What you need to do: Check each line below for the word "derive". How many have it? Answer with the number only.

--- The records ---

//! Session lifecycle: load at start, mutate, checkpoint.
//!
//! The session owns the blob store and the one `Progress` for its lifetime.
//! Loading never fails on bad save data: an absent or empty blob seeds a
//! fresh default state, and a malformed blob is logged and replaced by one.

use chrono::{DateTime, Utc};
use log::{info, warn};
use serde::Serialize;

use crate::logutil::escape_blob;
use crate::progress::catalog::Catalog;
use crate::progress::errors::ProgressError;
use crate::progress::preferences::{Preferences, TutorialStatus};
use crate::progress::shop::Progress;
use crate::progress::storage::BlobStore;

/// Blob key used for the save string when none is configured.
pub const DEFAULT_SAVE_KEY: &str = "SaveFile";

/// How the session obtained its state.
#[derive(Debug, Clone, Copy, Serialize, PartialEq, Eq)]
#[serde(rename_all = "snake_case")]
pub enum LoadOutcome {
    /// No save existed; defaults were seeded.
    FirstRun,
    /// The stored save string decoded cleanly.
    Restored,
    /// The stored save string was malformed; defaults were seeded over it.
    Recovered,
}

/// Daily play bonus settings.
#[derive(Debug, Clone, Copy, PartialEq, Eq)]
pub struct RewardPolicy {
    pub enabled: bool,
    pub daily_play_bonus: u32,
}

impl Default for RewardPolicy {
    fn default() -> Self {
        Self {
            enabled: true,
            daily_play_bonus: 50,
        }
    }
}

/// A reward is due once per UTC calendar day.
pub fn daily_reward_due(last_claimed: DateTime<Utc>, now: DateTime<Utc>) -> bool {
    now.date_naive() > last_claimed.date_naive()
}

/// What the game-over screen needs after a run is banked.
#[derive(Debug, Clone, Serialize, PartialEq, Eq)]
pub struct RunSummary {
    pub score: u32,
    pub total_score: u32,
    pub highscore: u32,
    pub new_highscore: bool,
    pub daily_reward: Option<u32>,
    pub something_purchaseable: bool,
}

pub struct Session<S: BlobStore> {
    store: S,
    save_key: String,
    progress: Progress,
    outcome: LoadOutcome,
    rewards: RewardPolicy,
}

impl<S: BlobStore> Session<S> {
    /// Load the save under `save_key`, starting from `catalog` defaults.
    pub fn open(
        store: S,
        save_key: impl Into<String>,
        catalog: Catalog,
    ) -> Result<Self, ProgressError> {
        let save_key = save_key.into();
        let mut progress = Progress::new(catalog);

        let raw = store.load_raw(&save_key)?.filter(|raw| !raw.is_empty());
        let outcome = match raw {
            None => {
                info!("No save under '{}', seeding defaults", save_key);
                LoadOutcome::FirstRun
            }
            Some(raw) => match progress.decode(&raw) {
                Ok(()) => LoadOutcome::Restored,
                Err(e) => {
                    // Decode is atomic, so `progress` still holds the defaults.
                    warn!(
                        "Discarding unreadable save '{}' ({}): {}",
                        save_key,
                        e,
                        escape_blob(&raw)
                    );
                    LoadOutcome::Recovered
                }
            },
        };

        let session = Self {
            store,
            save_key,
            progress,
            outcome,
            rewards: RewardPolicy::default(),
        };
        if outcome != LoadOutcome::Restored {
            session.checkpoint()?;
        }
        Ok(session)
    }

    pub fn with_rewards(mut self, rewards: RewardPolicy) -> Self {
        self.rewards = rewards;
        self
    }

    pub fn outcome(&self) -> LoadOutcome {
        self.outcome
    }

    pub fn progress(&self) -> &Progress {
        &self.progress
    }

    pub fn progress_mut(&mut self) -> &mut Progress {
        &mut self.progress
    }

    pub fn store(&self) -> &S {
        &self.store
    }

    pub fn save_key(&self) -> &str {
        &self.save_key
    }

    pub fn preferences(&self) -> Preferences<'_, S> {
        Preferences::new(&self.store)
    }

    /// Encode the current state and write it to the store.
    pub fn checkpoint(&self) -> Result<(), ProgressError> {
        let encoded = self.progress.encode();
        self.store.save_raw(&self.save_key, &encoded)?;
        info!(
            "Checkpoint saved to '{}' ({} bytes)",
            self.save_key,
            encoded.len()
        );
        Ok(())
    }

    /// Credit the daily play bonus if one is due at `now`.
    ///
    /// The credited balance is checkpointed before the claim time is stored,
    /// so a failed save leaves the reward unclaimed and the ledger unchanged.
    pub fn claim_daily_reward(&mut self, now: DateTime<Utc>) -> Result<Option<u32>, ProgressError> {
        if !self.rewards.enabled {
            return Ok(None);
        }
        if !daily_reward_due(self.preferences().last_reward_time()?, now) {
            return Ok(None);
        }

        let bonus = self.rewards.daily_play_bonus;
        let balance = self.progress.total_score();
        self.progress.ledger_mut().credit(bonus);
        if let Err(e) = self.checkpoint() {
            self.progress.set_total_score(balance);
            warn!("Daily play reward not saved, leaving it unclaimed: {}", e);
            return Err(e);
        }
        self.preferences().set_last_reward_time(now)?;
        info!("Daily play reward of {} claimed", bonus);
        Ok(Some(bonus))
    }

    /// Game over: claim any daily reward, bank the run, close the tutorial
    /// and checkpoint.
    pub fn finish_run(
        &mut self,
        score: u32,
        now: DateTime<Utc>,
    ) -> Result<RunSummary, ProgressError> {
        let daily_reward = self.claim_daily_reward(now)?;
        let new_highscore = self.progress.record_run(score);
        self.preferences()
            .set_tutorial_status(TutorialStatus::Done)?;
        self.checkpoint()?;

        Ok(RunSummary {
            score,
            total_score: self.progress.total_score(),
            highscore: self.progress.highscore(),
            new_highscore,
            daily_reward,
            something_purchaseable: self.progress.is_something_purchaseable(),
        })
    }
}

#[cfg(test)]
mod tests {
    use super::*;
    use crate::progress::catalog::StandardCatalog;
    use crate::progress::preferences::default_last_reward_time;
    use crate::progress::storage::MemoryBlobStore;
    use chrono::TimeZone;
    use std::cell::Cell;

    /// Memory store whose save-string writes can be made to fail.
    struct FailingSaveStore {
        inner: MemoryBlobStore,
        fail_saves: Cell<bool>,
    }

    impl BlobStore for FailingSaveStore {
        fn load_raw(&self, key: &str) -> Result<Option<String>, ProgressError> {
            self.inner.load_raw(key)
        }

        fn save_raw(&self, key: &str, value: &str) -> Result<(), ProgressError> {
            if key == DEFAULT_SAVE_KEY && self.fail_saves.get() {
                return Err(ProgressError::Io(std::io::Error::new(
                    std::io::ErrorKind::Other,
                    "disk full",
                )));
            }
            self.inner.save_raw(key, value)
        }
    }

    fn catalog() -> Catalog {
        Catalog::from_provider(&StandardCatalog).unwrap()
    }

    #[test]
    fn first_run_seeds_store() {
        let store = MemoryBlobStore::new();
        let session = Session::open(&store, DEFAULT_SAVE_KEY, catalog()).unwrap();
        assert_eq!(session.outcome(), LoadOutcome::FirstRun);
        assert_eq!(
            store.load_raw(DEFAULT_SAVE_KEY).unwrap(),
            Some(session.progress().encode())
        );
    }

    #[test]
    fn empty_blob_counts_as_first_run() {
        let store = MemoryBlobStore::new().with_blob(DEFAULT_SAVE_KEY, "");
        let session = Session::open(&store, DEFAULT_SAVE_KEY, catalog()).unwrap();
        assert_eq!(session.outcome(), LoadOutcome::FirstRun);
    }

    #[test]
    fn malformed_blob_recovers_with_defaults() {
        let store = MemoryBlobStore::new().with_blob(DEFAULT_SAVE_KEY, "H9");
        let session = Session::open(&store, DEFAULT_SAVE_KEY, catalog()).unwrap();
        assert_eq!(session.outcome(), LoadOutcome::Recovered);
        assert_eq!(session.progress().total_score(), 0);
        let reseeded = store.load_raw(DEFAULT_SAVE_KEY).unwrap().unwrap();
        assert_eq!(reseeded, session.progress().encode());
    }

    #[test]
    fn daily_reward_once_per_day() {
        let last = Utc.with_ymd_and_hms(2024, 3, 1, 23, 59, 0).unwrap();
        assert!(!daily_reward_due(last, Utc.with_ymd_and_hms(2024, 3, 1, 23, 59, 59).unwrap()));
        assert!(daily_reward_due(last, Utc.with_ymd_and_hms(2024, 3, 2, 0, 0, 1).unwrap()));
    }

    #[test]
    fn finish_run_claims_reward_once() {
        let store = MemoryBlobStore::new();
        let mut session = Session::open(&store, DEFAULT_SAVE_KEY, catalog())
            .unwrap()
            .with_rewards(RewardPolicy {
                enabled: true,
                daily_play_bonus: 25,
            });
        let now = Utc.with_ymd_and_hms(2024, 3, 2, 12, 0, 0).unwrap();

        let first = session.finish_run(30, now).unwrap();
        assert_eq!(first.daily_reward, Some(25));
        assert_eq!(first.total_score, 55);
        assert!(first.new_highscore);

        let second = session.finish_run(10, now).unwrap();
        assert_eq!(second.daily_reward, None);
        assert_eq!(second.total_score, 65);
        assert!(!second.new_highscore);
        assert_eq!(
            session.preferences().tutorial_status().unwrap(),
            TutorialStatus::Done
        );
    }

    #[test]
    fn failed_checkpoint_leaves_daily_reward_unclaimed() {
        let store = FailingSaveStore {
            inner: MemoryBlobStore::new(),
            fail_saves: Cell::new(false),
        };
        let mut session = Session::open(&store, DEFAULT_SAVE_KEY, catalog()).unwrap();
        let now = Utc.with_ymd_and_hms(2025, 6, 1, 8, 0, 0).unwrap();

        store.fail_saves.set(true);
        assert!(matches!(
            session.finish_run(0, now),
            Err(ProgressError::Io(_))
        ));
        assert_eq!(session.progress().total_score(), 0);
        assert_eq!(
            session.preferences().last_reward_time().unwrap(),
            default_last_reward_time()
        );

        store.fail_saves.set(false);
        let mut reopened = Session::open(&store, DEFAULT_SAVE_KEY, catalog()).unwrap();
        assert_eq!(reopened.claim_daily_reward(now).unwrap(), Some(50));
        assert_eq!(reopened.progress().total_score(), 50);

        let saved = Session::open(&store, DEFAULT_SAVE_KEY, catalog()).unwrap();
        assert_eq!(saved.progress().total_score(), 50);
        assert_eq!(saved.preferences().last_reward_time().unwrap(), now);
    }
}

---
--- The records ---

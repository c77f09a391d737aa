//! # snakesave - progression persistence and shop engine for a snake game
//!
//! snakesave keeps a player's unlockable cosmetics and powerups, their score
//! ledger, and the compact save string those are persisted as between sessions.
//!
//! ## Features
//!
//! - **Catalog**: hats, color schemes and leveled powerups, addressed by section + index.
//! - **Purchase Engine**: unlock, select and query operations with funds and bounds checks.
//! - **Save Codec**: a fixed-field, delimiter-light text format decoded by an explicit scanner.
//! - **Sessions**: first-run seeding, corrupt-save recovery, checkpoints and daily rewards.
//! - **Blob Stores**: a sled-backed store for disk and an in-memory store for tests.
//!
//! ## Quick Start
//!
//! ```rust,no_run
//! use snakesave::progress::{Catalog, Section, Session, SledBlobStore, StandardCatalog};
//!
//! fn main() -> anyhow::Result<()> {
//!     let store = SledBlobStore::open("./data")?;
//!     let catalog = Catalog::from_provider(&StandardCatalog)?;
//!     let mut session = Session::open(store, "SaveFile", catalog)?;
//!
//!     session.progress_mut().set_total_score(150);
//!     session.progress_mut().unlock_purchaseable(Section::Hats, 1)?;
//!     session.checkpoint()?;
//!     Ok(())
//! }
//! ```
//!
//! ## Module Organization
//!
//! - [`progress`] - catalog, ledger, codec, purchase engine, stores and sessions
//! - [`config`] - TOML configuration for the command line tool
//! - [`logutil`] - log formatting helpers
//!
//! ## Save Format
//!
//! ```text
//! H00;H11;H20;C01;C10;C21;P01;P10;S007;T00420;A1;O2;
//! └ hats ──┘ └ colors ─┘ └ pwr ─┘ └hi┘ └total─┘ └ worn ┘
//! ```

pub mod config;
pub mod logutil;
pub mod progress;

---

Expected output: 3